You’ve finally gotten the kids to bed. The house is quiet, the world seems to be at peace, and you’ve got the chance to meditate. You settle down into a comfortable position, begin to let your body relax, and you get control of your breathing like you’ve been taught to do. Your mind begins to wander around a bit and you start to explore. Then BOOM! You remember that you’ve got to get the dishwasher started and – oh yeah – there’s still lunch to make for the kids tomorrow and did you remember to add fabric softener in with the last load?
You get frustrated at the thoughts that begin to race and for the fact you forget to do a couple things. Your mood is gone. The peace and tranquility aren’t coming back! This is where most people find themselves in the world of meditation… and it doesn’t need to be that way.

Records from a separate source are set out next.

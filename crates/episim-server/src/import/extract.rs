//! Per-percentile extraction and validation
//!
//! One extraction task runs per percentile folder. Each series file in the
//! folder is validated against the shared catalog lookup and flattened into
//! datapoints. Validation fails closed: any unknown node code, unknown group
//! name, day-count mismatch, or unknown compartment rejects the whole file's
//! contribution, naming the offending values. Failures are returned as
//! [`PercentileFailure`] values so that concurrently running sibling tasks
//! are unaffected and the aggregation step can report every problem at once.

use episim_common::types::DateSpan;
use std::collections::{BTreeSet, HashMap};
use std::path::PathBuf;
use std::sync::Arc;
use tracing::debug;
use uuid::Uuid;

use super::catalog::CatalogLookup;
use super::models::{FailureKind, NewDatapoint, PercentileFailure};
use super::series::{self, GroupSeries};

/// Name-to-id maps derived once per extraction task from the shared lookup.
struct CatalogMaps<'a> {
    nodes: HashMap<String, Uuid>,
    groups: HashMap<&'a str, Uuid>,
    compartments: HashMap<&'a str, Uuid>,
}

impl<'a> CatalogMaps<'a> {
    fn new(catalog: &'a CatalogLookup) -> Self {
        Self {
            nodes: catalog.node_ids_by_code(),
            groups: catalog.group_ids_by_name(),
            compartments: catalog.compartment_ids_by_name(),
        }
    }
}

/// Extract and validate all series files of one percentile folder.
pub async fn extract_percentile(
    percentile: u8,
    dir: PathBuf,
    span: DateSpan,
    catalog: Arc<CatalogLookup>,
) -> Result<Vec<NewDatapoint>, PercentileFailure> {
    let maps = CatalogMaps::new(&catalog);

    let mut paths = Vec::new();
    let mut entries = tokio::fs::read_dir(&dir).await.map_err(|e| {
        PercentileFailure::new(
            percentile,
            FailureKind::UnreadableFile,
            format!("failed to list percentile folder: {}", e),
        )
    })?;
    while let Some(entry) = entries.next_entry().await.map_err(|e| {
        PercentileFailure::new(
            percentile,
            FailureKind::UnreadableFile,
            format!("failed to list percentile folder: {}", e),
        )
    })? {
        let path = entry.path();
        if path.extension().and_then(|ext| ext.to_str()) == Some(series::SERIES_FILE_EXT) {
            paths.push(path);
        }
    }
    paths.sort();

    let mut rows = Vec::new();
    for path in paths {
        let file_name = path
            .file_name()
            .map(|name| name.to_string_lossy().into_owned())
            .unwrap_or_default();
        let content = tokio::fs::read(&path).await.map_err(|e| {
            PercentileFailure::new(
                percentile,
                FailureKind::UnreadableFile,
                format!("file '{}': {}", file_name, e),
            )
        })?;
        rows.extend(extract_file(percentile, &file_name, &content, span, &maps)?);
    }

    debug!(percentile, rows = rows.len(), "Percentile extraction complete");
    Ok(rows)
}

/// Validate and flatten one series file.
///
/// Checks run in order: node codes, group names, day counts, compartment
/// names. Each membership check runs once per file and reports every
/// offending value of its category.
fn extract_file(
    percentile: u8,
    file_name: &str,
    content: &[u8],
    span: DateSpan,
    maps: &CatalogMaps<'_>,
) -> Result<Vec<NewDatapoint>, PercentileFailure> {
    let fail = |kind, detail: String| PercentileFailure::new(percentile, kind, detail);

    let document = series::parse_series_document(content)
        .map_err(|e| fail(FailureKind::UnreadableFile, format!("file '{}': {}", file_name, e)))?;

    // The outer keys are node codes; checking them first means a file for a
    // foreign node is rejected without reading any of its payloads.
    let unknown_nodes: BTreeSet<String> = document
        .keys()
        .map(|code| series::pad_node_code(code))
        .filter(|code| !maps.nodes.contains_key(code))
        .collect();
    if !unknown_nodes.is_empty() {
        return Err(fail(
            FailureKind::UnknownNodes,
            format!(
                "file '{}' references node codes outside the scenario's node list: {}",
                file_name,
                join(&unknown_nodes)
            ),
        ));
    }

    // Parse every group payload up front so structural problems surface
    // before any row is produced.
    let mut parsed: Vec<(&str, &str, GroupSeries)> = Vec::new();
    for (node_code, groups) in &document {
        for (key, payload) in groups {
            if key == series::TIME_KEY {
                continue;
            }
            let group_series = series::parse_group_series(payload).map_err(|e| {
                fail(
                    FailureKind::UnreadableFile,
                    format!(
                        "file '{}', node {}, group '{}': {}",
                        file_name, node_code, key, e
                    ),
                )
            })?;
            parsed.push((node_code.as_str(), key.as_str(), group_series));
        }
    }

    let unknown_groups: BTreeSet<String> = parsed
        .iter()
        .map(|(_, group, _)| *group)
        .filter(|group| !maps.groups.contains_key(group))
        .map(str::to_string)
        .collect();
    if !unknown_groups.is_empty() {
        return Err(fail(
            FailureKind::UnknownGroups,
            format!(
                "file '{}' references groups not defined for the model: {}",
                file_name,
                join(&unknown_groups)
            ),
        ));
    }

    let expected_days = span.days() as usize;
    for (node_code, group, group_series) in &parsed {
        if group_series.len() != expected_days {
            return Err(fail(
                FailureKind::DayCountMismatch,
                format!(
                    "file '{}', node {}, group '{}': expected {} daily records, got {}",
                    file_name,
                    node_code,
                    group,
                    expected_days,
                    group_series.len()
                ),
            ));
        }
    }

    // The record width fixes which ordinals are produced; it is uniform
    // within a file.
    let record_width = parsed
        .iter()
        .find_map(|(_, _, group_series)| group_series.first())
        .map(|record| record.len())
        .unwrap_or(0);

    if record_width > series::COMPARTMENT_ORDINALS.len() {
        return Err(fail(
            FailureKind::UnknownCompartments,
            format!(
                "file '{}': record position {} has no canonical compartment name",
                file_name,
                series::COMPARTMENT_ORDINALS.len()
            ),
        ));
    }

    let produced = &series::COMPARTMENT_ORDINALS[..record_width];
    let unknown_compartments: BTreeSet<String> = produced
        .iter()
        .filter(|name| !maps.compartments.contains_key(**name))
        .map(|name| name.to_string())
        .collect();
    if !unknown_compartments.is_empty() {
        return Err(fail(
            FailureKind::UnknownCompartments,
            format!(
                "file '{}' produces compartments not defined for the model: {}",
                file_name,
                join(&unknown_compartments)
            ),
        ));
    }

    let mut rows = Vec::new();
    for (node_code, group, group_series) in &parsed {
        let padded = series::pad_node_code(node_code);
        let node_id = maps.nodes[&padded];
        let group_id = maps.groups[group];

        for (day_offset, record) in group_series.iter().enumerate() {
            if record.len() != record_width {
                return Err(fail(
                    FailureKind::UnreadableFile,
                    format!(
                        "file '{}', node {}, group '{}': daily record {} has {} values, expected {}",
                        file_name,
                        node_code,
                        group,
                        day_offset,
                        record.len(),
                        record_width
                    ),
                ));
            }

            let day = span.date_at(day_offset as i64);
            for (ordinal, value) in record.iter().enumerate() {
                let compartment_id = maps.compartments[produced[ordinal]];
                rows.push(NewDatapoint {
                    day,
                    node_id,
                    group_id,
                    compartment_id,
                    percentile: i32::from(percentile),
                    value: *value,
                });
            }
        }
    }

    Ok(rows)
}

fn join(values: &BTreeSet<String>) -> String {
    values.iter().cloned().collect::<Vec<_>>().join(", ")
}

#[cfg(test)]
mod tests {
    use super::*;
    use crate::import::catalog::test_support::lookup;
    use chrono::NaiveDate;

    fn date(y: i32, m: u32, d: u32) -> NaiveDate {
        NaiveDate::from_ymd_opt(y, m, d).unwrap()
    }

    fn three_day_catalog() -> CatalogLookup {
        lookup(
            date(2024, 3, 1),
            date(2024, 3, 3),
            &["age0-19", "age20-39"],
            &["MildInfections", "Hospitalized", "ICU", "Dead"],
            &["11000", "1100"],
        )
    }

    fn run_extract(
        catalog: &CatalogLookup,
        content: &[u8],
    ) -> Result<Vec<NewDatapoint>, PercentileFailure> {
        let span = catalog.span().unwrap();
        let maps = CatalogMaps::new(catalog);
        extract_file(50, "node.json", content, span, &maps)
    }

    #[test]
    fn test_valid_file_produces_rows() {
        let catalog = three_day_catalog();
        let content = br#"{
            "11000": {
                "Time": [0, 1, 2],
                "age0-19": [[1.0, 2.0, 3.0, 4.0], [5.0, 6.0, 7.0, 8.0], [9.0, 10.0, 11.0, 12.0]]
            }
        }"#;

        let rows = run_extract(&catalog, content).unwrap();
        // 3 days x 1 group x 4 compartments
        assert_eq!(rows.len(), 12);
        assert!(rows.iter().all(|row| row.percentile == 50));
        assert_eq!(rows[0].day, date(2024, 3, 1));
        assert_eq!(rows[11].day, date(2024, 3, 3));
    }

    #[test]
    fn test_compartment_ordinal_mapping() {
        let catalog = lookup(
            date(2024, 3, 1),
            date(2024, 3, 1),
            &["age0-19"],
            &["MildInfections", "Hospitalized", "ICU", "Dead"],
            &["11000"],
        );
        let content = br#"{"11000": {"age0-19": [[10.0, 5.0, 2.0, 1.0]]}}"#;

        let rows = run_extract(&catalog, content).unwrap();
        assert_eq!(rows.len(), 4);

        let names_by_id: HashMap<Uuid, &str> = catalog
            .compartments
            .iter()
            .map(|c| (c.id, c.name.as_str()))
            .collect();
        let pairs: Vec<(&str, f64)> = rows
            .iter()
            .map(|row| (names_by_id[&row.compartment_id], row.value))
            .collect();
        assert_eq!(
            pairs,
            vec![
                ("MildInfections", 10.0),
                ("Hospitalized", 5.0),
                ("ICU", 2.0),
                ("Dead", 1.0),
            ]
        );
    }

    #[test]
    fn test_short_node_code_is_padded_before_matching() {
        let catalog = three_day_catalog();
        // "1100" pads to "01100", which is in the node list as "1100".
        let content = br#"{
            "1100": {
                "age0-19": [[1.0, 1.0, 1.0, 1.0], [1.0, 1.0, 1.0, 1.0], [1.0, 1.0, 1.0, 1.0]]
            }
        }"#;

        let rows = run_extract(&catalog, content).unwrap();
        assert_eq!(rows.len(), 12);
    }

    #[test]
    fn test_unknown_node_code_rejected_by_name() {
        let catalog = three_day_catalog();
        let content = br#"{
            "99999": {
                "age0-19": [[1.0, 1.0, 1.0, 1.0], [1.0, 1.0, 1.0, 1.0], [1.0, 1.0, 1.0, 1.0]]
            }
        }"#;

        let failure = run_extract(&catalog, content).unwrap_err();
        assert_eq!(failure.kind, FailureKind::UnknownNodes);
        assert!(failure.detail.contains("99999"));
    }

    #[test]
    fn test_unknown_group_rejected_by_name() {
        let catalog = three_day_catalog();
        let content = br#"{
            "11000": {
                "total": [[1.0, 1.0, 1.0, 1.0], [1.0, 1.0, 1.0, 1.0], [1.0, 1.0, 1.0, 1.0]]
            }
        }"#;

        let failure = run_extract(&catalog, content).unwrap_err();
        assert_eq!(failure.kind, FailureKind::UnknownGroups);
        assert!(failure.detail.contains("total"));
    }

    #[test]
    fn test_day_count_mismatch_names_both_counts() {
        let catalog = three_day_catalog();
        let content = br#"{
            "11000": {
                "age0-19": [[1.0, 1.0, 1.0, 1.0], [1.0, 1.0, 1.0, 1.0]]
            }
        }"#;

        let failure = run_extract(&catalog, content).unwrap_err();
        assert_eq!(failure.kind, FailureKind::DayCountMismatch);
        assert!(failure.detail.contains("expected 3"));
        assert!(failure.detail.contains("got 2"));
    }

    #[test]
    fn test_compartment_outside_model_rejected() {
        // Model only permits the first two compartments; 4-wide records
        // produce ICU and Dead as well.
        let catalog = lookup(
            date(2024, 3, 1),
            date(2024, 3, 1),
            &["age0-19"],
            &["MildInfections", "Hospitalized"],
            &["11000"],
        );
        let content = br#"{"11000": {"age0-19": [[1.0, 2.0, 3.0, 4.0]]}}"#;

        let failure = run_extract(&catalog, content).unwrap_err();
        assert_eq!(failure.kind, FailureKind::UnknownCompartments);
        assert!(failure.detail.contains("ICU"));
        assert!(failure.detail.contains("Dead"));
    }

    #[test]
    fn test_record_wider_than_ordinal_table_rejected() {
        let catalog = three_day_catalog();
        let content = br#"{
            "11000": {
                "age0-19": [[1.0, 1.0, 1.0, 1.0, 1.0], [1.0, 1.0, 1.0, 1.0, 1.0], [1.0, 1.0, 1.0, 1.0, 1.0]]
            }
        }"#;

        let failure = run_extract(&catalog, content).unwrap_err();
        assert_eq!(failure.kind, FailureKind::UnknownCompartments);
    }

    #[test]
    fn test_time_key_is_skipped() {
        let catalog = lookup(
            date(2024, 3, 1),
            date(2024, 3, 1),
            &["age0-19"],
            &["MildInfections", "Hospitalized", "ICU", "Dead"],
            &["11000"],
        );
        // "Time" carries the axis, not values; it must produce no rows and
        // must not be validated as a group name.
        let content = br#"{
            "11000": {
                "Time": [0],
                "age0-19": [[1.0, 2.0, 3.0, 4.0]]
            }
        }"#;

        let rows = run_extract(&catalog, content).unwrap();
        assert_eq!(rows.len(), 4);
    }

    #[test]
    fn test_garbage_file_rejected_as_unreadable() {
        let catalog = three_day_catalog();
        let failure = run_extract(&catalog, b"not json at all").unwrap_err();
        assert_eq!(failure.kind, FailureKind::UnreadableFile);
    }
}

Having Thoughts During Meditation Is Natural
The issue of this frustration that can shatter a mood comes from the expectation that people are taught during the beginning of their journey toward meditation. Many teachers, articles, and books encourage people to eliminate all thoughts so they can explore the subconscious in a pure state. This might be the end goal of the journey, of course, but who begins a journey of a 1,000 steps on step #998? No one.

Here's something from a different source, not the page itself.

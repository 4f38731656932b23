pub mod get;
pub mod list;

pub use get::{GetParameterDefinitionError, GetParameterDefinitionQuery, ParameterDefinitionDetails};
pub use list::{ListParameterDefinitionsError, ListParameterDefinitionsQuery};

To expect thoughts not to creep in during a meditation is an unreasonable expectation. It’s ok to have thoughts about making lunch or wondering about the fabric softener. How you react to these thoughts is what is important.
Instead of Frustration, Look For Resolution
If you’ve got racing thoughts during a meditation session, the first thing to do is to just take another deep breath and relax. It’s your brain doing what it does naturally! It’s really ok. What you need to do is work on finding a resolution to these thoughts so that they will go away. If you forgot to make lunch for the kids, create a plan of action that will quickly resolve the thought. If you don’t remember putting fabric softener in, will it really be the end of the world?

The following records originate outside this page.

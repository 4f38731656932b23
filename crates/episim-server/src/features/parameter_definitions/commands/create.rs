use mediator::Request;
use serde::{Deserialize, Serialize};
use sqlx::PgPool;
use uuid::Uuid;

use crate::features::shared::validation::{validate_name, NameValidationError};

#[derive(Debug, Clone, Serialize, Deserialize)]
pub struct CreateParameterDefinitionCommand {
    pub name: String,
    #[serde(skip_serializing_if = "Option::is_none")]
    pub description: Option<String>,
}

#[derive(Debug, Clone, Serialize, Deserialize)]
pub struct CreateParameterDefinitionResponse {
    pub id: Uuid,
}

#[derive(Debug, thiserror::Error)]
pub enum CreateParameterDefinitionError {
    #[error(transparent)]
    Name(#[from] NameValidationError),
    #[error("Database error: {0}")]
    Database(#[from] sqlx::Error),
}

impl Request<Result<CreateParameterDefinitionResponse, CreateParameterDefinitionError>>
    for CreateParameterDefinitionCommand
{
}

impl crate::cqrs::middleware::Command for CreateParameterDefinitionCommand {}

impl CreateParameterDefinitionCommand {
    pub fn validate(&self) -> Result<(), CreateParameterDefinitionError> {
        validate_name(&self.name, 255)?;
        Ok(())
    }
}

#[tracing::instrument(skip(pool, command), fields(name = %command.name))]
pub async fn handle(
    pool: PgPool,
    command: CreateParameterDefinitionCommand,
) -> Result<CreateParameterDefinitionResponse, CreateParameterDefinitionError> {
    command.validate()?;

    let id = sqlx::query_scalar::<_, Uuid>(
        "INSERT INTO parameter_definitions (name, description) VALUES ($1, $2) RETURNING id",
    )
    .bind(&command.name)
    .bind(&command.description)
    .fetch_one(&pool)
    .await?;

    tracing::info!(parameter_id = %id, "Parameter definition created");

    Ok(CreateParameterDefinitionResponse { id })
}
//! Intervention template management

pub mod commands;
pub mod queries;
pub mod routes;

pub use routes::interventions_routes;
//! Create compartment command

use mediator::Request;
use serde::{Deserialize, Serialize};
use sqlx::PgPool;
use uuid::Uuid;

use crate::db;
use crate::features::shared::validation::{validate_name, NameValidationError};

#[derive(Debug, Clone, Serialize, Deserialize)]
pub struct CreateCompartmentCommand {
    pub name: String,
    #[serde(skip_serializing_if = "Option::is_none")]
    pub description: Option<String>,
    #[serde(skip_serializing_if = "Option::is_none")]
    pub tags: Option<Vec<String>>,
}

#[derive(Debug, Clone, Serialize, Deserialize)]
pub struct CreateCompartmentResponse {
    pub id: Uuid,
}

#[derive(Debug, thiserror::Error)]
pub enum CreateCompartmentError {
    #[error(transparent)]
    Name(#[from] NameValidationError),
    #[error("Compartment '{0}' already exists")]
    Duplicate(String),
    #[error("Database error: {0}")]
    Database(#[from] sqlx::Error),
}

impl Request<Result<CreateCompartmentResponse, CreateCompartmentError>>
    for CreateCompartmentCommand
{
}

impl crate::cqrs::middleware::Command for CreateCompartmentCommand {}

impl CreateCompartmentCommand {
    pub fn validate(&self) -> Result<(), CreateCompartmentError> {
        validate_name(&self.name, 255)?;
        Ok(())
    }
}

#[tracing::instrument(skip(pool, command), fields(name = %command.name))]
pub async fn handle(
    pool: PgPool,
    command: CreateCompartmentCommand,
) -> Result<CreateCompartmentResponse, CreateCompartmentError> {
    command.validate()?;

    let id = sqlx::query_scalar::<_, Uuid>(
        "INSERT INTO compartments (name, description, tags) VALUES ($1, $2, $3) RETURNING id",
    )
    .bind(&command.name)
    .bind(&command.description)
    .bind(&command.tags)
    .fetch_one(&pool)
    .await
    .map_err(|e| {
        if db::is_unique_violation(&e) {
            CreateCompartmentError::Duplicate(command.name.clone())
        } else {
            CreateCompartmentError::Database(e)
        }
    })?;

    tracing::info!(compartment_id = %id, "Compartment created");

    Ok(CreateCompartmentResponse { id })
}

#[cfg(test)]
mod tests {
    use super::*;

    #[test]
    fn test_validation_empty_name() {
        let cmd = CreateCompartmentCommand {
            name: "  ".to_string(),
            description: None,
            tags: None,
        };
        assert!(matches!(
            cmd.validate(),
            Err(CreateCompartmentError::Name(NameValidationError::Required))
        ));
    }
}
//! Get node list query
//!
//! Returns the list with its members in stored order.

use chrono::{DateTime, Utc};
use mediator::Request;
use serde::{Deserialize, Serialize};
use sqlx::PgPool;
use uuid::Uuid;

#[derive(Debug, Clone, Serialize, Deserialize)]
pub struct GetNodeListQuery {
    pub id: Uuid,
}

#[derive(Debug, Clone, Serialize, Deserialize, sqlx::FromRow)]
pub struct NodeListMember {
    pub id: Uuid,
    pub name: String,
    pub code: String,
}

#[derive(Debug, Clone, Serialize, Deserialize)]
pub struct NodeListDetails {
    pub id: Uuid,
    pub name: String,
    pub description: Option<String>,
    pub created_at: DateTime<Utc>,
    pub nodes: Vec<NodeListMember>,
}

#[derive(Debug, thiserror::Error)]
pub enum GetNodeListError {
    #[error("Node list '{0}' not found")]
    NotFound(Uuid),
    #[error("Database error: {0}")]
    Database(#[from] sqlx::Error),
}

impl Request<Result<NodeListDetails, GetNodeListError>> for GetNodeListQuery {}

impl crate::cqrs::middleware::Query for GetNodeListQuery {}

#[derive(Debug, sqlx::FromRow)]
struct NodeListRow {
    id: Uuid,
    name: String,
    description: Option<String>,
    created_at: DateTime<Utc>,
}

#[tracing::instrument(skip(pool), fields(node_list_id = %query.id))]
pub async fn handle(
    pool: PgPool,
    query: GetNodeListQuery,
) -> Result<NodeListDetails, GetNodeListError> {
    let row = sqlx::query_as::<_, NodeListRow>(
        "SELECT id, name, description, created_at FROM node_lists WHERE id = $1",
    )
    .bind(query.id)
    .fetch_optional(&pool)
    .await?
    .ok_or(GetNodeListError::NotFound(query.id))?;

    let nodes = sqlx::query_as::<_, NodeListMember>(
        "SELECT n.id, n.name, n.code FROM nodes n \
         JOIN node_list_nodes l ON l.node_id = n.id \
         WHERE l.node_list_id = $1 ORDER BY l.position",
    )
    .bind(query.id)
    .fetch_all(&pool)
    .await?;

    Ok(NodeListDetails {
        id: row.id,
        name: row.name,
        description: row.description,
        created_at: row.created_at,
        nodes,
    })
}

Thoughts that bring on self-doubt are really thoughts that generate negative self-talk. The frustration isn’t aimed at the tasks. The emotion is geared inward because you are considering yourself a failure. This is what causes the meditation cycle to break, which just reinforces the negative stereotype that is developing.
Stay open to the thoughts. Listen to them. Resolve them if you believe they could lead you into a negative state of mind. Be casual about the entire experience, but most importantly, be honest about it with yourself as well. If you are accepting of yourself, then you will create more stability in each meditation session over time as you continue to build up your mental strength.
Your journey will take time. Allow yourself to develop, grow, and explore and you’ll experience even new depths as you continue to meditate!